use async_trait::async_trait;

use super::{ChatRequest, CompletionStrategy, Endpoint};
use crate::error::{AppError, Result};

/// One request, one response: the first choice's message is the summary.
pub struct BlockingCompletion;

#[async_trait]
impl CompletionStrategy for BlockingCompletion {
    async fn complete(&self, endpoint: &Endpoint, request: &ChatRequest) -> Result<String> {
        let mut request = request.clone();
        request.stream = false;

        let res = endpoint.send(&request).await?;

        let json: serde_json::Value = res
            .json()
            .await
            .map_err(|e| AppError::LlmError(format!("Malformed completion payload: {e}")))?;
        let reply = json["choices"][0]["message"]["content"]
            .as_str()
            .ok_or_else(|| AppError::LlmError("Invalid response format from LLM".to_string()))?
            .to_string();

        Ok(reply)
    }
}
use chrono::{DateTime, Utc};
use serde::Serialize;

#[derive(Debug, Clone, Serialize)]
pub struct Report {
    pub url: String,
    pub summary: String,
    pub original_chars: usize,
    pub summary_chars: usize,
    pub reduction_percent: f64,
    pub summarized_at: DateTime<Utc>,
}

impl Report {
    pub fn new(url: &str, original: &str, summary: String) -> Self {
        let original_chars = original.chars().count();
        let summary_chars = summary.chars().count();

        Report {
            url: url.to_string(),
            summary,
            original_chars,
            summary_chars,
            reduction_percent: reduction_percent(original_chars, summary_chars),
            summarized_at: Utc::now(),
        }
    }
}

/// Share of the original length saved by the summary, in percent.
/// Negative when the summary is the longer of the two; zero for an empty original.
pub fn reduction_percent(original_chars: usize, summary_chars: usize) -> f64 {
    if original_chars == 0 {
        return 0.0;
    }
    let reduction = original_chars as f64 - summary_chars as f64;
    reduction / original_chars as f64 * 100.0
}

#[cfg(test)]
mod tests {
    use super::*;

    #[test]
    fn reduction_uses_character_counts() {
        let report = Report::new("https://example.com", "éééééééééé", "éé".to_string());
        assert_eq!(report.original_chars, 10);
        assert_eq!(report.summary_chars, 2);
        assert!((report.reduction_percent - 80.0).abs() < f64::EPSILON);
    }

    #[test]
    fn longer_summary_gives_negative_reduction() {
        assert!((reduction_percent(4, 5) + 25.0).abs() < f64::EPSILON);
    }

    #[test]
    fn empty_original_does_not_divide_by_zero() {
        assert_eq!(reduction_percent(0, 12), 0.0);
    }
}
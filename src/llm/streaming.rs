use async_trait::async_trait;
use serde::Deserialize;

use super::{ChatRequest, CompletionStrategy, Endpoint};
use crate::error::{AppError, Result};

const DONE_MARKER: &str = "[DONE]";

/// Reads the completion as server-sent events and concatenates the content deltas.
pub struct StreamingCompletion;

#[derive(Debug, Deserialize)]
struct StreamChunk {
    #[serde(default)]
    choices: Vec<StreamChoice>,
    #[serde(default)]
    error: Option<serde_json::Value>,
}

#[derive(Debug, Deserialize)]
struct StreamChoice {
    #[serde(default)]
    delta: StreamDelta,
}

#[derive(Debug, Default, Deserialize)]
struct StreamDelta {
    #[serde(default)]
    content: Option<String>,
}

#[derive(Debug, PartialEq, Eq)]
enum Flow {
    Continue,
    Done,
}

/// Splits a byte stream into lines, holding back a trailing partial line
/// until the chunk that completes it arrives.
#[derive(Debug, Default)]
struct LineBuffer {
    pending: Vec<u8>,
}

impl LineBuffer {
    fn push(&mut self, chunk: &[u8]) -> Vec<String> {
        self.pending.extend_from_slice(chunk);

        let mut lines = Vec::new();
        while let Some(pos) = self.pending.iter().position(|b| *b == b'\n') {
            let line: Vec<u8> = self.pending.drain(..=pos).collect();
            lines.push(decode_line(&line));
        }
        lines
    }

    fn finish(self) -> Option<String> {
        if self.pending.is_empty() {
            None
        } else {
            Some(decode_line(&self.pending))
        }
    }
}

fn decode_line(raw: &[u8]) -> String {
    String::from_utf8_lossy(raw)
        .trim_end_matches(['\n', '\r'])
        .to_string()
}

/// Applies one event-stream line to the summary being built.
fn apply_line(line: &str, summary: &mut String) -> Result<Flow> {
    let Some(data) = line.strip_prefix("data:") else {
        // comments, `event:`/`id:` fields and blank separators carry no content
        return Ok(Flow::Continue);
    };
    let data = data.trim();
    if data.is_empty() {
        return Ok(Flow::Continue);
    }
    if data == DONE_MARKER {
        return Ok(Flow::Done);
    }

    let chunk: StreamChunk = serde_json::from_str(data).map_err(|e| AppError::StreamError {
        message: format!("Malformed stream chunk: {e}"),
        partial: summary.clone(),
    })?;

    if let Some(error) = chunk.error {
        return Err(AppError::StreamError {
            message: format!("Endpoint reported an error mid-stream: {error}"),
            partial: summary.clone(),
        });
    }

    if let Some(content) = chunk
        .choices
        .into_iter()
        .next()
        .and_then(|choice| choice.delta.content)
    {
        summary.push_str(&content);
    }
    Ok(Flow::Continue)
}

#[async_trait]
impl CompletionStrategy for StreamingCompletion {
    async fn complete(&self, endpoint: &Endpoint, request: &ChatRequest) -> Result<String> {
        let mut request = request.clone();
        request.stream = true;

        let mut response = endpoint.send(&request).await?;

        let mut summary = String::new();
        let mut lines = LineBuffer::default();
        let mut events = 0usize;

        loop {
            let chunk = match response.chunk().await {
                Ok(Some(chunk)) => chunk,
                Ok(None) => break,
                Err(e) => {
                    return Err(AppError::StreamError {
                        message: format!("Failed to read stream: {e}"),
                        partial: summary,
                    });
                }
            };

            for line in lines.push(&chunk) {
                if apply_line(&line, &mut summary)? == Flow::Done {
                    tracing::debug!(events, "stream finished");
                    return Ok(summary);
                }
                events += 1;
            }
        }

        if let Some(line) = lines.finish() {
            apply_line(&line, &mut summary)?;
        }

        tracing::debug!(events, "stream closed without a done marker");
        Ok(summary)
    }
}
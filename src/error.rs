/// Exit status used for every failure, whatever its kind.
pub const EXIT_FAILURE: u8 = 4;

#[derive(Debug, thiserror::Error)]
pub enum AppError {
    #[error("Failed to fetch data: {0}")]
    FetchError(String),

    #[error("Error parsing content: {0}")]
    ParseError(String),

    #[error("LLM processing error: {0}")]
    LlmError(String),

    /// The completion stream broke off; `partial` holds what arrived before it did.
    #[error("LLM stream interrupted: {message}")]
    StreamError { message: String, partial: String },

    #[error("Configuration error: {0}")]
    ConfigError(String),
}

impl AppError {
    pub fn exit_code(&self) -> u8 {
        EXIT_FAILURE
    }

    /// Text accumulated before a stream failure, if any.
    pub fn partial_summary(&self) -> Option<&str> {
        match self {
            AppError::StreamError { partial, .. } => Some(partial.as_str()),
            _ => None,
        }
    }
}

impl From<reqwest::Error> for AppError {
    fn from(err: reqwest::Error) -> Self {
        AppError::FetchError(err.to_string())
    }
}

pub type Result<T> = std::result::Result<T, AppError>;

+--

WHAT TO WORK ON
Output exactly the leading lines of the data, up to and including the line marked by "response format from".

SOLUTION TO THE PROBLEM
use async_trait::async_trait;

use super::{ChatRequest, CompletionStrategy, Endpoint};
use crate::error::{AppError, Result};

/// One request, one response: the first choice's message is the summary.
pub struct BlockingCompletion;

#[async_trait]
impl CompletionStrategy for BlockingCompletion {
    async fn complete(&self, endpoint: &Endpoint, request: &ChatRequest) -> Result<String> {
        let mut request = request.clone();
        request.stream = false;

        let res = endpoint.send(&request).await?;

        let json: serde_json::Value = res
            .json()
            .await
            .map_err(|e| AppError::LlmError(format!("Malformed completion payload: {e}")))?;
        let reply = json["choices"][0]["message"]["content"]
            .as_str()
            .ok_or_else(|| AppError::LlmError("Invalid response format from LLM".to_string()))?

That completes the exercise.